Before it could be used for a weapon, however, the plutonium in the spent fuel would have to be separated out in a remotely operated chemical reprocessing plant behind heavy shielding. Iran has repeatedly stated that it has no intention of building a reprocessing plant, and there is no evidence or even claim that it is doing so. Yet, there is the theoretical possibility that a small “quick and dirty” reprocessing plant could be constructed clandestinely. The IAEA assumes for the purpose of designing its safeguards that it would take one to three months to separate enough plutonium for a weapon.7

Furthermore, the Arak reactor is not the only potential source of plutonium in Iran. The Bushehr 3,000-MWt power reactor has much more plutonium in its core and in its spent fuel pool than Arak is likely to have. If an annual fuel reload were discharged early from the Bushehr reactor after the fuel achieved about 15 percent of its design burn-up (several months), it would contain about 50 kilograms of weapons-grade plutonium.8 The relatively large amount of plutonium in irradiated fuel at the Bushehr reactor is one reason why the IAEA is inspecting it quarterly.

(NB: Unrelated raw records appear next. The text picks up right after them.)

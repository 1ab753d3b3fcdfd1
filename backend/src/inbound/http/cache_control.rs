//! Cache-control policies for HTTP handlers.
//!
//! Roster payloads reflect live upstream data and carry learner email
//! addresses, so shared caches must never store them.

use actix_web::http::header;

/// Private responses must always be revalidated before reuse.
pub const PRIVATE_NO_CACHE_MUST_REVALIDATE: &str = "private, no-cache, must-revalidate";

/// Probe responses are never stored.
pub const NO_STORE: &str = "no-store";

/// Build the cache-control header tuple for roster responses.
#[must_use]
pub fn private_no_cache_header() -> (header::HeaderName, &'static str) {
    (header::CACHE_CONTROL, PRIVATE_NO_CACHE_MUST_REVALIDATE)
}

/// Build the cache-control header tuple for health probes.
#[must_use]
pub fn no_store_header() -> (header::HeaderName, &'static str) {
    (header::CACHE_CONTROL, NO_STORE)
}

The Light-Water Alternative

In 2005, because of their proliferation concerns about the Arak reactor, France, Germany, and the UK—the group that was the predecessor to the P5+1—offered to help Iran obtain a light-water research reactor instead.9 This is still the proposal of the P5+1 in its talks with Iran.

Such a reactor would most likely be a higher-power, more modern version of the Tehran Research Reactor, which the United States provided Iran in 1960 under the Atoms for Peace program. The Tehran facility is a 5-MWt, pool-type reactor whose fuel today is 19.75 percent enriched in U-235. This is just below the 20 percent threshold above which uranium is considered to be weapons usable. The core of the Tehran reactor is a small rectangular cuboid that sits at the bottom of a deep pool of “light” (ordinary) water. The water is pumped through the core to cool it and provides radiation shielding for workers using the reactor.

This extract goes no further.